Paul de Noailles à Alfred de Falloux

5 février 1864

Mon très cher confrère,

J'ai causé avec M. Guizot de l'élection. Il m'a dit que M. de Lavergne1 s'étant présenté, (il n'a pas encore écrit sa lettre à l'académie), il lui avait engagé se voix, trouvant le choix excellent, que la seule objection qu'on pouvait faire contre lui, à savoir que c'était un candidat politique, n'en avait jamais été une pour lui ; qu'il ne l'avait admise, ni pour vous, ni pour M. Berryer etc., et qu'il avait, dans le temps, été assez choqué de ce que cela avait été le motif d'exclusion pour M. Cuvillier-Fleury2 ; qu'il n'était pas le seul qui portait M. de Lavergne3, que les Broglie4, M. Villemain et d'Autran étaient décidés pour lui, qu'ils pouvait compter sur neuf voix. Je lui ai opposé quelques raisons tirées, comme politique, moins de son emploi dans l'ancien gouvernement, que de sa candidature et de la protestation électorale dans l'opposition au gouvernement actuel, puis sa qualité de membre de l'Institut qui exigeait alors un mérite très supérieur, et enfin la certitude, si personne ne renonce au sien, de faire passer le candidat impérial, qui ne votera pas ensuite avec nous. Quant à la qualité de poète pour la succession de M. de Vigny5, ce n'est pas une raison, et l'académie s'est souvent attachée à agir en sens contraire, pour ne pas créer d'antécédents qui plus tard généraient sa liberté. Nous nous sommes quittés en ayant l'air de dire qu'il faudrait que toutes les voix se ralliassent sur celui qui en aurait le plus. Cela ne se fera pas avant le mois prochain. J'ai entrevu Montalembert à la séance, sans pouvoir lui parler. Je le verrai dans la semaine. Ce qu'il y aurait de mieux pour M. Autran6, c'est qu'on obtint de M. de Lavergne qu'il se retirat. J’espère bien que nous aurons le plaisir de vous voir au moins à la fin du mois.

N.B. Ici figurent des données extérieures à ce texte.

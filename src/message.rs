//! Protocol messages exchanged between the transport and the application.
//!
//! The wire shape mirrors the ASGI message format: every message is a record
//! tagged by a dotted `type` field. The dispatch wrapper only ever inspects
//! `http.response.start`; everything else is forwarded opaquely.

use serde::{Deserialize, Serialize};

/// A single protocol message flowing through a [`Sender`](crate::app::Sender)
/// or [`Receive`](crate::app::Receive) channel.
#[derive(Debug, Clone, PartialEq, Eq, Serialize, Deserialize)]
#[serde(tag = "type")]
pub enum Message {
    /// Response headers are about to be transmitted; the response is now in
    /// flight and can no longer be replaced.
    #[serde(rename = "http.response.start")]
    ResponseStart {
        status: u16,
        #[serde(default)]
        headers: Vec<(String, String)>,
    },

    /// A chunk of the response body. `more_body: false` closes the response.
    #[serde(rename = "http.response.body")]
    ResponseBody {
        #[serde(default)]
        body: Vec<u8>,
        #[serde(default)]
        more_body: bool,
    },

    #[serde(rename = "websocket.accept")]
    WebSocketAccept,

    #[serde(rename = "websocket.send")]
    WebSocketSend {
        #[serde(default, skip_serializing_if = "Option::is_none")]
        text: Option<String>,
        #[serde(default, skip_serializing_if = "Option::is_none")]
        bytes: Option<Vec<u8>>,
    },

    #[serde(rename = "websocket.close")]
    WebSocketClose {
        code: u16,
        #[serde(default, skip_serializing_if = "Option::is_none")]
        reason: Option<String>,
    },
}

impl Message {
    /// The dotted tag carried in the `type` field of the wire shape.
    pub fn kind(&self) -> &'static str {
        match self {
            Message::ResponseStart { .. } => "http.response.start",
            Message::ResponseBody { .. } => "http.response.body",
            Message::WebSocketAccept => "websocket.accept",
            Message::WebSocketSend { .. } => "websocket.send",
            Message::WebSocketClose { .. } => "websocket.close",
        }
    }

    /// True only for `http.response.start`, the message that flips the
    /// response-started flag in the dispatch wrapper.
    pub fn starts_response(&self) -> bool {
        matches!(self, Message::ResponseStart { .. })
    }

    /// Shorthand for a headerless `http.response.start`.
    pub fn response_start(status: u16) -> Self {
        Message::ResponseStart {
            status,
            headers: Vec::new(),
        }
    }

    /// Shorthand for a final `http.response.body` chunk.
    pub fn final_body(body: impl Into<Vec<u8>>) -> Self {
        Message::ResponseBody {
            body: body.into(),
            more_body: false,
        }
    }
}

Veuillez croire, Monsieur le comte, à toute l'assurance de mes sentiments les plus dévoués.

Noailles.       

Notes

1Lavergne, Léonce Louis Gabriel Guilhaud de (1809-1880), économiste, homme politique et homme de lettres. Après avoir entamé une carrière de rédacteur à la Revue du Midi et au Journal de Toulouse, il était entré au Conseil d’État (1842).  Élu du Gers de 1846 à 1848, il sera réélu député de la Creuse à l'Assemblée nationale en 1871, siégeant avec le centre-droit. Il sera nommé sénateur inamovible en 1875.
2Voir lettre de Pontmartin du 8  janvier 1862.
3Entré au ministère de l'Intérieur comme chef de cabinet de Rémusat, il s'était lié avec Guizot. En dépit de l'appui de ce dernier, il ne parviendra jamais à se faire élire à l'Académie française. Il était, depuis 1855, membre de l'Académie des sciences morales et politiques.
5Alfred, Victor, Comte de Vigny (1797-1863). Le célèbre poète romantique avait été élu à l'Académie française le 8 mai 1845.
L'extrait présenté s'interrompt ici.